There was a large volcanic episode in early-1982 followed by an extreme El Nino in 1983 (comparable to 1998). I imagine these large overlapping competing factors, at that point and elsewhere, played havoc with calibration of the model which leaves the adjustments being useful but less than perfect.
RichardC asks:”What’s interesting to me is the linearity of the results using just solar variability, ENSO, and volcanoes. Does this study suggest that there are no long-term cycles of any significance?”
Pretty much, for a 30 year period. There may be some cycles on decades or century timescales, but with low amplitude (i.e. significant impact). Longer term cycles would be too slowly changing over 30 years.
I also wonder what happened in 1981-2-3. What caused the gyration in all the data sets?”
I am merely pointing out that your commentary on the temperature record points out that 2010 is not significantly warmer and is not an unamgiguous new record in the last decade,
whereas the Foster and Rahmstorf while admitting their analysis shows
‘no sign of a change in the warming rate during the period of common coverage’
are very happy to use the graphical appearance of their analyis to suggest significant new record temperatures.
You’re pointing out that analyses of different things show different things? OK, then. That wouldn’t seem to justify your insinuation that there’s something untoward about the Foster and Rahmstorf analysis. It’s almost as if you don’t have anything of substance to say.
PKT, short time spans don’t allow detection of a trend.
You don’t like the picture.
That doesn’t mean the authors are trying to fool you with it.
You don’t like seeing the pointy bit on the right higher than the flattish bits on the left. OK, we get that.
You think the whole line looks too steep.
You found a less steep one in Zeke’s article — OK, we get it.
But you’re fooling yourself focusing on the appearance of the picture while ignoring the data behind the chart.
You can’t understand climate just looking at pictures of charts.
Yes, people can be fooled by them. We know that. But — you can’t force all the charts to use the same scale or time span. They’re _pictures_ of data.

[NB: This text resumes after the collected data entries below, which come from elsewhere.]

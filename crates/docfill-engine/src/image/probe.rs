/*
 * probe.rs
 * Copyright (c) 2025 Posit, PBC
 */

//! Binary inspection of image payloads: format sniffing and intrinsic
//! pixel sizes read straight from the headers.

/// A supported image format.
#[derive(Debug, Clone, Copy, PartialEq, Eq)]
pub enum ImageFormat {
    Png,
    Jpeg,
    Gif,
    Bmp,
    Tiff,
}

impl ImageFormat {
    /// MIME type for the content-type declaration.
    pub fn mime(self) -> &'static str {
        match self {
            ImageFormat::Png => "image/png",
            ImageFormat::Jpeg => "image/jpeg",
            ImageFormat::Gif => "image/gif",
            ImageFormat::Bmp => "image/bmp",
            ImageFormat::Tiff => "image/tiff",
        }
    }

    /// File extension for the media part name.
    pub fn extension(self) -> &'static str {
        match self {
            ImageFormat::Png => "png",
            ImageFormat::Jpeg => "jpeg",
            ImageFormat::Gif => "gif",
            ImageFormat::Bmp => "bmp",
            ImageFormat::Tiff => "tiff",
        }
    }

    /// Match a MIME type hint (e.g. from a data URI).
    pub fn from_mime(mime: &str) -> Option<ImageFormat> {
        match mime.trim().to_ascii_lowercase().as_str() {
            "image/png" => Some(ImageFormat::Png),
            "image/jpeg" | "image/jpg" => Some(ImageFormat::Jpeg),
            "image/gif" => Some(ImageFormat::Gif),
            "image/bmp" | "image/x-bmp" => Some(ImageFormat::Bmp),
            "image/tiff" => Some(ImageFormat::Tiff),
            _ => None,
        }
    }

    /// Match a file extension hint.
    pub fn from_extension(ext: &str) -> Option<ImageFormat> {
        match ext.trim().trim_start_matches('.').to_ascii_lowercase().as_str() {
            "png" => Some(ImageFormat::Png),
            "jpg" | "jpeg" => Some(ImageFormat::Jpeg),
            "gif" => Some(ImageFormat::Gif),
            "bmp" => Some(ImageFormat::Bmp),
            "tif" | "tiff" => Some(ImageFormat::Tiff),
            _ => None,
        }
    }
}

/// Pixel dimensions of an image.
#[derive(Debug, Clone, Copy, PartialEq, Eq)]
pub struct ImageSize {
    pub width: u32,
    pub height: u32,
}

/// Sniff the format from magic bytes.
pub fn sniff(bytes: &[u8]) -> Option<ImageFormat> {
    if bytes.starts_with(&[0x89, 0x50, 0x4E, 0x47, 0x0D, 0x0A, 0x1A, 0x0A]) {
        Some(ImageFormat::Png)
    } else if bytes.starts_with(&[0xFF, 0xD8, 0xFF]) {
        Some(ImageFormat::Jpeg)
    } else if bytes.starts_with(b"GIF87a") || bytes.starts_with(b"GIF89a") {
        Some(ImageFormat::Gif)
    } else if bytes.starts_with(b"BM") {
        Some(ImageFormat::Bmp)
    } else if bytes.starts_with(&[0x49, 0x49, 0x2A, 0x00]) || bytes.starts_with(&[0x4D, 0x4D, 0x00, 0x2A]) {
        Some(ImageFormat::Tiff)
    } else {
        None
    }
}

/// Read the intrinsic pixel size from the header, where the format allows.
/// BMP and TIFF sizes are not inspected.
pub fn intrinsic_size(bytes: &[u8], format: ImageFormat) -> Option<ImageSize> {
    match format {
        ImageFormat::Png => png_size(bytes),
        ImageFormat::Gif => gif_size(bytes),
        ImageFormat::Jpeg => jpeg_size(bytes),
        ImageFormat::Bmp | ImageFormat::Tiff => None,
    }
}

/// PNG: width/height are big-endian u32 in the IHDR chunk, at offsets
/// 16 and 20 of the file.
fn png_size(bytes: &[u8]) -> Option<ImageSize> {
    if bytes.len() < 24 {
        return None;
    }
    let width = u32::from_be_bytes(bytes[16..20].try_into().ok()?);
    let height = u32::from_be_bytes(bytes[20..24].try_into().ok()?);
    size_of(width, height)
}

/// GIF: logical screen width/height are little-endian u16 at offsets 6–9.
fn gif_size(bytes: &[u8]) -> Option<ImageSize> {
    if bytes.len() < 10 {
        return None;
    }
    let width = u16::from_le_bytes([bytes[6], bytes[7]]) as u32;
    let height = u16::from_le_bytes([bytes[8], bytes[9]]) as u32;
    size_of(width, height)
}

/// JPEG: walk the segment chain from offset 2 looking for a start-of-frame
/// marker (`C0`–`CF` minus `C4`/`C8`/`CC`); its payload carries height and
/// width as big-endian u16.
fn jpeg_size(bytes: &[u8]) -> Option<ImageSize> {
    let mut i = 2usize;
    while i + 1 < bytes.len() {
        if bytes[i] != 0xFF {
            return None;
        }
        // Fill bytes before the marker.
        while i < bytes.len() && bytes[i] == 0xFF {
            i += 1;
        }
        if i >= bytes.len() {
            return None;
        }
        let marker = bytes[i];
        i += 1;

        // Standalone markers without a length field.
        if (0xD0..=0xD9).contains(&marker) || marker == 0x01 {
            continue;
        }
        if i + 1 >= bytes.len() {
            return None;
        }
        let length = u16::from_be_bytes([bytes[i], bytes[i + 1]]) as usize;
        if is_sof_marker(marker) {
            if i + 8 > bytes.len() {
                return None;
            }
            let height = u16::from_be_bytes([bytes[i + 3], bytes[i + 4]]) as u32;
            let width = u16::from_be_bytes([bytes[i + 5], bytes[i + 6]]) as u32;
            return size_of(width, height);
        }
        if length < 2 {
            return None;
        }
        i += length;
    }
    None
}

fn is_sof_marker(marker: u8) -> bool {
    matches!(marker, 0xC0..=0xCF) && !matches!(marker, 0xC4 | 0xC8 | 0xCC)
}

fn size_of(width: u32, height: u32) -> Option<ImageSize> {
    if width > 0 && height > 0 {
        Some(ImageSize { width, height })
    } else {
        None
    }
}

#[cfg(test)]
pub(crate) mod test_bytes {
    /// A syntactically plausible PNG header with the given dimensions.
    pub fn png(width: u32, height: u32) -> Vec<u8> {
        let mut bytes = vec![0x89, 0x50, 0x4E, 0x47, 0x0D, 0x0A, 0x1A, 0x0A];
        bytes.extend_from_slice(&13u32.to_be_bytes());
        bytes.extend_from_slice(b"IHDR");
        bytes.extend_from_slice(&width.to_be_bytes());
        bytes.extend_from_slice(&height.to_be_bytes());
        // Bit depth, color type, compression, filter, interlace.
        bytes.extend_from_slice(&[8, 6, 0, 0, 0]);
        bytes
    }

    /// A GIF89a header with the given logical screen size.
    pub fn gif(width: u16, height: u16) -> Vec<u8> {
        let mut bytes = b"GIF89a".to_vec();
        bytes.extend_from_slice(&width.to_le_bytes());
        bytes.extend_from_slice(&height.to_le_bytes());
        bytes.extend_from_slice(&[0, 0, 0]);
        bytes
    }

    /// A minimal JPEG: SOI, an APP0 segment, then SOF0 with the dimensions.
    pub fn jpeg(width: u16, height: u16) -> Vec<u8> {
        let mut bytes = vec![0xFF, 0xD8, 0xFF];
        // APP0, length 16.
        bytes.push(0xE0);
        bytes.extend_from_slice(&16u16.to_be_bytes());
        bytes.extend_from_slice(&[0; 14]);
        // SOF0, length 17: precision, height, width, components.
        bytes.extend_from_slice(&[0xFF, 0xC0]);
        bytes.extend_from_slice(&17u16.to_be_bytes());
        bytes.push(8);
        bytes.extend_from_slice(&height.to_be_bytes());
        bytes.extend_from_slice(&width.to_be_bytes());
        bytes.extend_from_slice(&[3; 10]);
        bytes
    }
}

#[cfg(test)]
mod tests {
    use super::test_bytes;
    use super::*;

    #[test]
    fn test_sniff_formats() {
        assert_eq!(sniff(&test_bytes::png(1, 1)), Some(ImageFormat::Png));
        assert_eq!(sniff(&test_bytes::gif(1, 1)), Some(ImageFormat::Gif));
        assert_eq!(sniff(&test_bytes::jpeg(1, 1)), Some(ImageFormat::Jpeg));
        assert_eq!(sniff(b"BM\x00\x00"), Some(ImageFormat::Bmp));
        assert_eq!(sniff(&[0x49, 0x49, 0x2A, 0x00]), Some(ImageFormat::Tiff));
        assert_eq!(sniff(&[0x4D, 0x4D, 0x00, 0x2A]), Some(ImageFormat::Tiff));
        assert_eq!(sniff(b"hello"), None);
        assert_eq!(sniff(&[]), None);
    }

    #[test]
    fn test_png_dimensions() {
        let size = intrinsic_size(&test_bytes::png(800, 600), ImageFormat::Png).unwrap();
        assert_eq!(size, ImageSize { width: 800, height: 600 });
        assert_eq!(intrinsic_size(&[0x89], ImageFormat::Png), None);
    }

    #[test]
    fn test_gif_dimensions() {
        let size = intrinsic_size(&test_bytes::gif(320, 200), ImageFormat::Gif).unwrap();
        assert_eq!(size, ImageSize { width: 320, height: 200 });
    }

    #[test]
    fn test_jpeg_dimensions() {
        let size = intrinsic_size(&test_bytes::jpeg(1024, 768), ImageFormat::Jpeg).unwrap();
        assert_eq!(size, ImageSize { width: 1024, height: 768 });
    }

    #[test]
    fn test_jpeg_truncated() {
        let mut bytes = test_bytes::jpeg(10, 10);
        bytes.truncate(8);
        assert_eq!(intrinsic_size(&bytes, ImageFormat::Jpeg), None);
    }

    #[test]
    fn test_bmp_tiff_not_inspected() {
        assert_eq!(intrinsic_size(b"BM\x00\x00\x00", ImageFormat::Bmp), None);
        assert_eq!(
            intrinsic_size(&[0x49, 0x49, 0x2A, 0x00, 1, 2], ImageFormat::Tiff),
            None
        );
    }

    #[test]
    fn test_mime_and_extension_hints() {
        assert_eq!(ImageFormat::from_mime("image/png"), Some(ImageFormat::Png));
        assert_eq!(ImageFormat::from_mime("IMAGE/JPEG"), Some(ImageFormat::Jpeg));
        assert_eq!(ImageFormat::from_mime("text/plain"), None);
        assert_eq!(ImageFormat::from_extension("PNG"), Some(ImageFormat::Png));
        assert_eq!(ImageFormat::from_extension(".jpg"), Some(ImageFormat::Jpeg));
        assert_eq!(ImageFormat::from_extension("svg"), None);
    }
}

Take any climate science question. Test it for yourself.
Put it into Google, then into Scholar, then into Google Images.
Google gets you a dog’s breakfast of information.
Scholar gets you mostly science, with a smattering of, er, other stuff.
Image search gets you — invariably — mostly denial/PR blogs.
The pictures impress people who don’t understand the arithmetic.
OK. That’s your point, we get that. But you can’t fix the _pictures_.
People who point to pictures _without_ explaining them can’t be trusted.
Don’t assume you know the motivations of the authors.
Read the text. Read the captions.
You’re arguing against a picture because you don’t like the picture.
Instead, try to understand it.
I’m writing today as less of a comment and more of a call for help. I have a very strong science background (mostly in the biological sciences) but I have to admit I’m very much lacking knowledge in climate science. So much so that I don’t even feel comfortable commenting on it.
I’ll turn myself over to you experts. Can you all recommend any good sites where I can learn the truth from the ground up? I have a science based website and I’m sure the topic will come up some day.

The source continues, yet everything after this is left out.